VideoMAE [19] is a significant advancement in selfsupervised learning within the field of dynamic vision. It learns dynamic visual representation information by applying some pixel patches with tube masking over consecutive video frames and then using the auto encoder to reconstruct these masked patches. The VideoMAE [19] structure consists of a pair of asymmetric encoder-decoder, and the core theory is derived from ImageMAE [20]. Their basic backbone network is ViT [22], which leverages the s patio temporal attention module to capture the long short-term dependencies between dynamic features. According to our analysis, the VideoMAE [19] encoder extracts dynamic features from video information, while the decoder performs inference on these dynamic features to reconstruct those masked pixel patches.

VideoMAE [19] 是动态视觉领域自监督学习的重要进展。它通过在连续视频帧上应用管状掩膜 (tube masking) 遮挡部分像素块，再利用自动编码器 (auto encoder) 重建这些被遮挡区域来学习动态视觉表征信息。VideoMAE [19] 结构采用非对称编码器-解码器架构，其核心理论源自ImageMAE [20]，基础骨干网络为ViT [22]，该网络通过时空注意力 (spatio temporal attention) 模块捕捉动态特征间的长短时依赖关系。经分析，VideoMAE [19] 的编码器负责从视频信息中提取动态特征，解码器则对这些动态特征进行推理以重建被遮挡的像素块。
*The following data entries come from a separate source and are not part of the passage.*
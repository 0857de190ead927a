use super::types::Finding;
use crate::llm::{LanguageModel, LlmRequest};
use std::sync::Arc;

/// Returned when no chunk produced any findings; the model is never called in that case.
pub const NO_USABLE_CONTENT: &str = "Unable to analyze the terms and conditions";

/// Returned when the summary call itself failed.
pub const ANALYSIS_FAILED: &str = "Error analyzing terms and conditions";

const FINDINGS_SEPARATOR: &str = "\n\n";

const SUMMARY_PROMPT: &str = "You are Caution Bot. Below are notes flagged from different \
sections of one website's terms and conditions. Produce an organized summary for a consumer: \
group related concerns under short headings, merge duplicates, keep the most serious issues \
first, and stay concise.";

/// Final narrative for a document.
#[derive(Debug, Clone, PartialEq, Eq)]
pub enum Summary {
    /// Model-produced summary.
    Generated(String),
    /// No finding carried content.
    NoUsableContent,
    /// The summary call failed or returned nothing.
    Failed,
}

impl Summary {
    /// Text shown to the caller; sentinel variants map to their fixed strings.
    pub fn text(&self) -> &str {
        match self {
            Self::Generated(text) => text,
            Self::NoUsableContent => NO_USABLE_CONTENT,
            Self::Failed => ANALYSIS_FAILED,
        }
    }

    /// Consume the summary into its caller-facing text.
    pub fn into_text(self) -> String {
        match self {
            Self::Generated(text) => text,
            other => other.text().to_string(),
        }
    }

    /// Whether this is one of the fixed sentinel strings.
    pub fn is_sentinel(&self) -> bool {
        !matches!(self, Self::Generated(_))
    }
}

/// Merges per-chunk findings into one summary through a second model call.
#[derive(Clone)]
pub struct Summarizer {
    model: Arc<dyn LanguageModel>,
    model_name: String,
}

impl Summarizer {
    /// Build a summarizer that calls `model_name` through `model`.
    pub fn new(model: Arc<dyn LanguageModel>, model_name: impl Into<String>) -> Self {
        Self {
            model,
            model_name: model_name.into(),
        }
    }

    /// Summarize `findings`, calling the model at most once.
    pub async fn summarize(&self, findings: &[Finding]) -> Summary {
        let joined = findings
            .iter()
            .filter(|finding| !finding.is_empty())
            .map(|finding| finding.content.trim())
            .collect::<Vec<_>>()
            .join(FINDINGS_SEPARATOR);

        if joined.is_empty() {
            tracing::info!(
                findings = findings.len(),
                "No findings with content; skipping summary call"
            );
            return Summary::NoUsableContent;
        }

        let request = LlmRequest {
            prompt: format!("{SUMMARY_PROMPT}\n\nFlagged notes:\n{joined}"),
            model: self.model_name.clone(),
        };

        match self.model.complete(request).await {
            Ok(response) if !response.content.trim().is_empty() => {
                Summary::Generated(response.content.trim().to_string())
            }
            Ok(_) => {
                tracing::warn!(model = %self.model_name, "Summary call returned no content");
                Summary::Failed
            }
            Err(error) => {
                tracing::error!(model = %self.model_name, error = %error, "Summary call failed");
                Summary::Failed
            }
        }
    }
}

#[cfg(test)]
mod tests {
    use super::*;
    use crate::llm::fakes::ScriptedModel;

    #[tokio::test]
    async fn all_empty_findings_skip_the_model() {
        let model = Arc::new(ScriptedModel::answering("unused"));
        let summarizer = Summarizer::new(model.clone(), "summary-model");
        let findings = vec![Finding::ok(0, ""), Finding::failed(1), Finding::timed_out(2)];

        let summary = summarizer.summarize(&findings).await;

        assert_eq!(summary, Summary::NoUsableContent);
        assert_eq!(summary.text(), NO_USABLE_CONTENT);
        assert_eq!(model.call_count(), 0);
    }

    #[tokio::test]
    async fn non_empty_findings_are_summarized_once() {
        let model = Arc::new(ScriptedModel::answering("## Data\n- Shared with partners"));
        let summarizer = Summarizer::new(model.clone(), "summary-model");
        let findings = vec![
            Finding::ok(0, "Shares data."),
            Finding::failed(1),
            Finding::ok(2, "Mandatory arbitration."),
        ];

        let summary = summarizer.summarize(&findings).await;

        assert_eq!(
            summary,
            Summary::Generated("## Data\n- Shared with partners".into())
        );
        assert!(!summary.is_sentinel());
        let requests = model.requests();
        assert_eq!(requests.len(), 1);
        assert_eq!(requests[0].model, "summary-model");
        assert!(
            requests[0]
                .prompt
                .contains("Shares data.\n\nMandatory arbitration.")
        );
    }

    #[tokio::test]
    async fn collaborator_failure_returns_failure_sentinel() {
        let model = Arc::new(ScriptedModel::failing());
        let summarizer = Summarizer::new(model.clone(), "summary-model");

        let summary = summarizer.summarize(&[Finding::ok(0, "Shares data.")]).await;

        assert_eq!(summary.clone().into_text(), ANALYSIS_FAILED);
        assert!(summary.is_sentinel());
        assert_eq!(model.call_count(), 1);
    }
}
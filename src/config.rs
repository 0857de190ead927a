use std::env;
use std::str::FromStr;
use std::sync::OnceLock;
use std::time::Duration;
use thiserror::Error;

/// Upper bound for the analysis timeout and deadline settings (one day).
pub const MAX_ANALYSIS_SECS: u64 = 86_400;

/// Errors encountered while loading configuration from environment variables.
#[derive(Debug, Error)]
pub enum ConfigError {
    /// Required environment variable was not provided.
    #[error("Missing environment variable: {0}")]
    MissingVariable(String),
    /// Environment variable contained a value that could not be parsed.
    #[error("Invalid value for environment variable: {0}")]
    InvalidValue(String),
}

/// Runtime configuration for the caution server.
#[derive(Debug, Clone)]
pub struct Config {
    /// Optional override for the HTTP server port.
    pub server_port: Option<u16>,
    /// Backend holding submitted document text.
    pub cache_provider: CacheProvider,
    /// Base URL of the Redis REST endpoint (required for [`CacheProvider::Rest`]).
    pub cache_rest_url: Option<String>,
    /// Bearer token for the Redis REST endpoint.
    pub cache_rest_token: Option<String>,
    /// Lifetime of cached document text.
    pub cache_ttl_secs: u64,
    /// SQLite path for persisted analysis results (`:memory:` allowed).
    pub result_database_path: String,
    /// Language-model backend used for chunk analysis and summaries.
    pub llm_provider: LlmProvider,
    /// API key for hosted language-model providers.
    pub llm_api_key: Option<String>,
    /// Optional base URL override for the language-model provider.
    pub llm_base_url: Option<String>,
    /// Model used for per-chunk analysis.
    pub analysis_model: String,
    /// Model used for the final summary.
    pub summary_model: String,
    /// Upper bound (in characters) for analysis chunks.
    pub chunk_max_chars: usize,
    /// Maximum number of chunk analyses in flight at once.
    pub analysis_concurrency: usize,
    /// Timeout applied to a single chunk analysis call.
    pub analysis_call_timeout_secs: u64,
    /// Deadline for the whole fan-out, measured from dispatch.
    pub analysis_deadline_secs: u64,
    /// Persist sentinel summaries; when off, a later request reruns the analysis.
    pub persist_sentinel_results: bool,
    /// Route analysis text through the Qdrant context store first.
    pub vector_context_enabled: bool,
    /// Base URL of the Qdrant instance.
    pub qdrant_url: Option<String>,
    /// Optional API key required to access Qdrant.
    pub qdrant_api_key: Option<String>,
    /// Embedding provider used by the vector context path.
    pub embedding_provider: EmbeddingProvider,
    /// Embedding model identifier passed to the provider.
    pub embedding_model: String,
    /// Dimensionality of the produced vectors.
    pub embedding_dimension: usize,
    /// Base URL of the local Ollama runtime.
    pub ollama_url: Option<String>,
    /// Chunk size (characters) used when storing context vectors.
    pub vector_chunk_chars: usize,
    /// Overlap (characters) between neighbouring context chunks.
    pub vector_chunk_overlap: usize,
    /// Append-mode log file; when unset logs rotate daily under `logs/`.
    pub log_file: Option<String>,
}

/// Supported storage backends for submitted document text.
#[derive(Clone, Copy, Debug, PartialEq, Eq)]
pub enum CacheProvider {
    /// Process-local map with expiry; contents vanish on restart.
    Memory,
    /// Redis reached through its REST interface.
    Rest,
}

/// Supported language-model backends.
#[derive(Clone, Copy, Debug, PartialEq, Eq)]
pub enum LlmProvider {
    /// Groq's OpenAI-compatible chat completions API.
    Groq,
    /// OpenAI chat completions API.
    OpenAI,
    /// Local Ollama runtime.
    Ollama,
}

/// Supported embedding backends for the vector context path.
#[derive(Clone, Copy, Debug, PartialEq, Eq)]
pub enum EmbeddingProvider {
    /// Deterministic byte-hash embeddings computed in process.
    Hash,
    /// Local Ollama runtime.
    Ollama,
}

impl Config {
    /// Load configuration from environment variables, performing validation along the way.
    pub fn from_env() -> Result<Self, ConfigError> {
        let config = Self {
            server_port: parse_optional("SERVER_PORT")?,
            cache_provider: parse_or("CACHE_PROVIDER", CacheProvider::Memory)?,
            cache_rest_url: load_env_optional("CACHE_REST_URL"),
            cache_rest_token: load_env_optional("CACHE_REST_TOKEN"),
            cache_ttl_secs: parse_or("CACHE_TTL_SECS", 86_400)?,
            result_database_path: load_env_optional("RESULT_DATABASE_PATH")
                .unwrap_or_else(|| "caution.db".to_string()),
            llm_provider: parse_or("LLM_PROVIDER", LlmProvider::Groq)?,
            llm_api_key: load_env_optional("LLM_API_KEY"),
            llm_base_url: load_env_optional("LLM_BASE_URL"),
            analysis_model: load_env_optional("ANALYSIS_MODEL")
                .unwrap_or_else(|| "llama-3.3-70b-versatile".to_string()),
            summary_model: load_env_optional("SUMMARY_MODEL")
                .unwrap_or_else(|| "llama3-8b-8192".to_string()),
            chunk_max_chars: parse_or("CHUNK_MAX_CHARS", 15_000)?,
            analysis_concurrency: parse_or("ANALYSIS_CONCURRENCY", 4)?,
            analysis_call_timeout_secs: parse_or("ANALYSIS_CALL_TIMEOUT_SECS", 60)?,
            analysis_deadline_secs: parse_or("ANALYSIS_DEADLINE_SECS", 300)?,
            persist_sentinel_results: parse_flag("PERSIST_SENTINEL_RESULTS", true)?,
            vector_context_enabled: parse_flag("VECTOR_CONTEXT_ENABLED", false)?,
            qdrant_url: load_env_optional("QDRANT_URL"),
            qdrant_api_key: load_env_optional("QDRANT_API_KEY"),
            embedding_provider: parse_or("EMBEDDING_PROVIDER", EmbeddingProvider::Hash)?,
            embedding_model: load_env_optional("EMBEDDING_MODEL")
                .unwrap_or_else(|| "nomic-embed-text".to_string()),
            embedding_dimension: parse_or("EMBEDDING_DIMENSION", 768)?,
            ollama_url: load_env_optional("OLLAMA_URL"),
            vector_chunk_chars: parse_or("VECTOR_CHUNK_CHARS", 1000)?,
            vector_chunk_overlap: parse_or("VECTOR_CHUNK_OVERLAP", 200)?,
            log_file: load_env_optional("CAUTION_LOG_FILE"),
        };
        config.validate()?;
        Ok(config)
    }

    /// Check cross-field requirements that cannot be expressed per variable.
    pub fn validate(&self) -> Result<(), ConfigError> {
        if self.cache_provider == CacheProvider::Rest {
            if self.cache_rest_url.is_none() {
                return Err(ConfigError::MissingVariable("CACHE_REST_URL".into()));
            }
            if self.cache_rest_token.is_none() {
                return Err(ConfigError::MissingVariable("CACHE_REST_TOKEN".into()));
            }
        }
        if matches!(self.llm_provider, LlmProvider::Groq | LlmProvider::OpenAI)
            && self.llm_api_key.is_none()
        {
            return Err(ConfigError::MissingVariable("LLM_API_KEY".into()));
        }
        if self.chunk_max_chars == 0 {
            return Err(ConfigError::InvalidValue("CHUNK_MAX_CHARS".into()));
        }
        if self.analysis_concurrency == 0 {
            return Err(ConfigError::InvalidValue("ANALYSIS_CONCURRENCY".into()));
        }
        if !(1..=MAX_ANALYSIS_SECS).contains(&self.analysis_call_timeout_secs) {
            return Err(ConfigError::InvalidValue("ANALYSIS_CALL_TIMEOUT_SECS".into()));
        }
        if !(1..=MAX_ANALYSIS_SECS).contains(&self.analysis_deadline_secs) {
            return Err(ConfigError::InvalidValue("ANALYSIS_DEADLINE_SECS".into()));
        }
        if self.vector_context_enabled {
            if self.qdrant_url.is_none() {
                return Err(ConfigError::MissingVariable("QDRANT_URL".into()));
            }
            if self.embedding_dimension == 0 {
                return Err(ConfigError::InvalidValue("EMBEDDING_DIMENSION".into()));
            }
            if self.vector_chunk_chars == 0 {
                return Err(ConfigError::InvalidValue("VECTOR_CHUNK_CHARS".into()));
            }
        }
        Ok(())
    }

    /// Cached document lifetime as a [`Duration`].
    pub fn cache_ttl(&self) -> Duration {
        Duration::from_secs(self.cache_ttl_secs)
    }

    /// Timeout for a single chunk analysis call.
    pub fn analysis_call_timeout(&self) -> Duration {
        Duration::from_secs(self.analysis_call_timeout_secs)
    }

    /// Overall deadline for one fan-out.
    pub fn analysis_deadline(&self) -> Duration {
        Duration::from_secs(self.analysis_deadline_secs)
    }
}

fn load_env_optional(key: &str) -> Option<String> {
    env::var(key).ok().filter(|value| !value.trim().is_empty())
}

fn parse_optional<T: FromStr>(key: &str) -> Result<Option<T>, ConfigError> {
    load_env_optional(key)
        .map(|value| {
            value
                .trim()
                .parse()
                .map_err(|_| ConfigError::InvalidValue(key.to_string()))
        })
        .transpose()
}

fn parse_or<T: FromStr>(key: &str, default: T) -> Result<T, ConfigError> {
    Ok(parse_optional(key)?.unwrap_or(default))
}

fn parse_flag(key: &str, default: bool) -> Result<bool, ConfigError> {
    match load_env_optional(key) {
        None => Ok(default),
        Some(value) => match value.trim().to_lowercase().as_str() {
            "1" | "true" | "yes" | "on" => Ok(true),
            "0" | "false" | "no" | "off" => Ok(false),
            _ => Err(ConfigError::InvalidValue(key.to_string())),
        },
    }
}

impl FromStr for CacheProvider {
    type Err = ();

    fn from_str(s: &str) -> Result<Self, Self::Err> {
        match s.to_lowercase().as_str() {
            "memory" => Ok(Self::Memory),
            "rest" | "redis" => Ok(Self::Rest),
            _ => Err(()),
        }
    }
}

impl FromStr for LlmProvider {
    type Err = ();

    fn from_str(s: &str) -> Result<Self, Self::Err> {
        match s.to_lowercase().as_str() {
            "groq" => Ok(Self::Groq),
            "openai" => Ok(Self::OpenAI),
            "ollama" => Ok(Self::Ollama),
            _ => Err(()),
        }
    }
}

impl FromStr for EmbeddingProvider {
    type Err = ();

    fn from_str(s: &str) -> Result<Self, Self::Err> {
        match s.to_lowercase().as_str() {
            "hash" => Ok(Self::Hash),
            "ollama" => Ok(Self::Ollama),
            _ => Err(()),
        }
    }
}

/// Global configuration cache populated during process start.
pub static CONFIG: OnceLock<Config> = OnceLock::new();

/// Retrieve the loaded configuration, panicking if initialization has not occurred.
pub fn get_config() -> &'static Config {
    CONFIG.get().expect("Config not initialized")
}

/// Load configuration from the environment and install it in the global cache.
pub fn init_config() -> Result<&'static Config, ConfigError> {
    dotenvy::dotenv().ok();
    let config = Config::from_env()?;
    Ok(CONFIG.get_or_init(|| config))
}

#[cfg(test)]
pub(crate) fn test_config() -> Config {
    Config {
        server_port: None,
        cache_provider: CacheProvider::Memory,
        cache_rest_url: None,
        cache_rest_token: None,
        cache_ttl_secs: 86_400,
        result_database_path: ":memory:".into(),
        llm_provider: LlmProvider::Ollama,
        llm_api_key: None,
        llm_base_url: None,
        analysis_model: "analysis-model".into(),
        summary_model: "summary-model".into(),
        chunk_max_chars: 15_000,
        analysis_concurrency: 4,
        analysis_call_timeout_secs: 60,
        analysis_deadline_secs: 300,
        persist_sentinel_results: true,
        vector_context_enabled: false,
        qdrant_url: None,
        qdrant_api_key: None,
        embedding_provider: EmbeddingProvider::Hash,
        embedding_model: "nomic-embed-text".into(),
        embedding_dimension: 8,
        ollama_url: None,
        vector_chunk_chars: 1000,
        vector_chunk_overlap: 200,
        log_file: None,
    }
}
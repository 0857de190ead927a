use super::{AnalysisResult, CreateOutcome, ResultStore, ResultStoreError};
use crate::config::Config;
use crate::identity::DocumentId;
use async_trait::async_trait;
use rusqlite::{Connection, ErrorCode, OptionalExtension, params};
use std::path::Path;
use std::sync::{Arc, Mutex};
use std::time::Duration;
use time::OffsetDateTime;
use time::format_description::well_known::Rfc3339;

const IN_MEMORY: &str = ":memory:";

/// SQLite-backed [`ResultStore`] with a unique constraint on the document identity.
#[derive(Clone)]
pub struct SqliteResultStore {
    conn: Arc<Mutex<Connection>>,
}

impl SqliteResultStore {
    /// Open (or create) the database at `path`.
    pub fn open(path: impl AsRef<Path>) -> Result<Self, ResultStoreError> {
        let conn = Connection::open(path.as_ref())?;
        Self::with_connection(conn)
    }

    /// Open a private in-memory database.
    pub fn open_in_memory() -> Result<Self, ResultStoreError> {
        Self::with_connection(Connection::open_in_memory()?)
    }

    /// Open the database named by `RESULT_DATABASE_PATH`.
    pub fn from_config(config: &Config) -> Result<Self, ResultStoreError> {
        let store = if config.result_database_path == IN_MEMORY {
            Self::open_in_memory()?
        } else {
            Self::open(&config.result_database_path)?
        };
        tracing::info!(path = %config.result_database_path, "Result store opened");
        Ok(store)
    }

    fn with_connection(conn: Connection) -> Result<Self, ResultStoreError> {
        conn.busy_timeout(Duration::from_secs(5))?;
        conn.execute_batch(
            r#"
            CREATE TABLE IF NOT EXISTS analysis_results (
                document_id TEXT NOT NULL UNIQUE,
                summary_text TEXT NOT NULL,
                created_at TEXT NOT NULL
            );
            "#,
        )?;
        Ok(Self {
            conn: Arc::new(Mutex::new(conn)),
        })
    }

    async fn run<T, F>(&self, op: F) -> Result<T, ResultStoreError>
    where
        F: FnOnce(&Connection) -> Result<T, ResultStoreError> + Send + 'static,
        T: Send + 'static,
    {
        let conn = Arc::clone(&self.conn);
        tokio::task::spawn_blocking(move || {
            let guard = conn
                .lock()
                .map_err(|_| ResultStoreError::Unavailable("connection mutex poisoned".into()))?;
            op(&guard)
        })
        .await
        .map_err(|error| ResultStoreError::Unavailable(error.to_string()))?
    }
}

#[async_trait]
impl ResultStore for SqliteResultStore {
    async fn find_by_document(
        &self,
        id: &DocumentId,
    ) -> Result<Option<AnalysisResult>, ResultStoreError> {
        let key = id.as_str().to_string();
        self.run(move |conn| select(conn, &key)).await
    }

    async fn create(
        &self,
        id: &DocumentId,
        summary_text: &str,
    ) -> Result<CreateOutcome, ResultStoreError> {
        let key = id.as_str().to_string();
        let summary = summary_text.to_string();
        let created_at = OffsetDateTime::now_utc()
            .format(&Rfc3339)
            .map_err(|error| ResultStoreError::Corrupt(error.to_string()))?;

        let outcome = self
            .run(move |conn| {
                let inserted = conn.execute(
                    "INSERT INTO analysis_results (document_id, summary_text, created_at) \
                     VALUES (?1, ?2, ?3) ON CONFLICT(document_id) DO NOTHING",
                    params![key, summary, created_at],
                )?;
                let stored = select(conn, &key)?.ok_or_else(|| {
                    ResultStoreError::Corrupt(format!("row for {key} vanished after insert"))
                })?;
                Ok(if inserted == 0 {
                    CreateOutcome::AlreadyExists(stored)
                } else {
                    CreateOutcome::Created(stored)
                })
            })
            .await?;

        match &outcome {
            CreateOutcome::Created(_) => {
                tracing::debug!(document_id = %id, "Analysis result stored")
            }
            CreateOutcome::AlreadyExists(_) => {
                tracing::info!(document_id = %id, "Analysis result already existed; keeping it")
            }
        }
        Ok(outcome)
    }
}

fn select(conn: &Connection, key: &str) -> Result<Option<AnalysisResult>, ResultStoreError> {
    let row = conn
        .query_row(
            "SELECT document_id, summary_text, created_at FROM analysis_results \
             WHERE document_id = ?1",
            [key],
            |row| {
                Ok((
                    row.get::<_, String>(0)?,
                    row.get::<_, String>(1)?,
                    row.get::<_, String>(2)?,
                ))
            },
        )
        .optional()?;

    row.map(|(document_id, summary_text, created_at)| {
        let created_at = OffsetDateTime::parse(&created_at, &Rfc3339).map_err(|error| {
            ResultStoreError::Corrupt(format!("created_at for {document_id}: {error}"))
        })?;
        Ok(AnalysisResult {
            document_id,
            summary_text,
            created_at,
        })
    })
    .transpose()
}

impl From<rusqlite::Error> for ResultStoreError {
    fn from(error: rusqlite::Error) -> Self {
        match &error {
            rusqlite::Error::FromSqlConversionFailure(..)
            | rusqlite::Error::InvalidColumnType(..) => Self::Corrupt(error.to_string()),
            rusqlite::Error::SqliteFailure(failure, _)
                if failure.code == ErrorCode::NotADatabase =>
            {
                Self::Corrupt(error.to_string())
            }
            _ => Self::Unavailable(error.to_string()),
        }
    }
}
In this work, we directly inherit the VideoMAE [19] encoder as the shared feature extractor. As shown in Figure 2, the VideoMAE [19] encoder is used as the pre-trained model to obtain dynamic representation information. The input size is $\mathbf{X}\in R^{1\dot{6}\times224\times224\times3}$ , representing the frame count, image height, image width, and image channels, respectively. In addition, the kernel size of the 3D patch is $2\times16\times16\times3$ . After patching, the sequence matrix $\mathbf{S}\in R^{1568\times1536}$ can be obtained. Since the embedding layer dimension is 1024, which matrix is reduced to $\hat{\mathbf{X}}\in\bar{R^{1568}}\times1024$ token sequences. Through the operation of the pre-trained encoder model, we can obtain the global dynamic representation information about the video, and its output size is $\mathbf{F} \in~R^{1568\times1024}$ . The mathematical expressions for the above process are as follows:

在本工作中，我们直接继承了VideoMAE [19]编码器作为共享特征提取器。如图2所示，VideoMAE [19]编码器被用作预训练模型以获取动态表征信息。输入尺寸为$\mathbf{X}\in R^{1\dot{6}\times224\times224\times3}$，分别表示帧数、图像高度、图像宽度和图像通道数。此外，3D补丁的核尺寸为$2\times16\times16\times3$。经过分块处理后，可获得序列矩阵$\mathbf{S}\in R^{1568\times1536}$。由于嵌入层维度为1024，该矩阵被降维为$\hat{\mathbf{X}}\in\bar{R^{1568}}\times1024$的token序列。通过预训练编码器模型的操作，我们可以获得关于视频的全局动态表征信息，其输出尺寸为$\mathbf{F} \in~R^{1568\times1024}$。上述过程的数学表达式如下：

$$
\begin{array}{c}{{\bf S}=\mathrm{Patching}({\bf X})}\ {{\hat{\bf X}}=\mathrm{Embedding}({\bf S})}\ {{\bf F}=\mathrm{Encoder}({\hat{\bf X}})}\end{array}
$$

$$
\begin{array}{c}{{\bf S}=\mathrm{Patching}({\bf X})}\ {{\hat{\bf X}}=\mathrm{Embedding}({\bf S})}\ {{\bf F}=\mathrm{Encoder}({\hat{\bf X}})}\end{array}
$$

B. Cascaded ViT Decoder Module Design

B. 级联 ViT 解码器模块设计

The Cascaded ViT Decoder is a plug-and-play module based on ViT [22] as the basic architecture and uses the Transformer [21] decoder concept to reconstruct the multihead attention (MHA), as illustrated in Fig. 2 ViT Decoder. The focus is on the attention mechanism, where the query $(Q)$ , key $(K)$ , and value $(V)$ inputs aren’t sourced from the same input. Specifically, $Q$ is the normalized output from the previous stage, while $K$ and $V$ are the normalized dense outputs from the VideoMAE [19] encoder. Furthermore, as shown in Algorithm 1, the ViT Decoder has recursive algorithm of the built-in module, which the values of $K$ and $V$ remain constant, while $Q$ continuously updates throughout the recursion. $Q,K$ , and $V$ are then processed through the MHA mechanism to generate the interaction features $Z$ . Once the interaction features $Z$ are computed, the next operations follow the standard ViT architecture. Specifically, $Z$ undergoes residual connection $Y$ to produce $Z^{\prime}$ , followed by normalization and multi-layer perceptron (MLP) operations to obtain $Y^{\prime}$ . Finally, another residual connection between $Z^{\prime}$ and $Y^{\prime}$ completes the recursive output $Y$ .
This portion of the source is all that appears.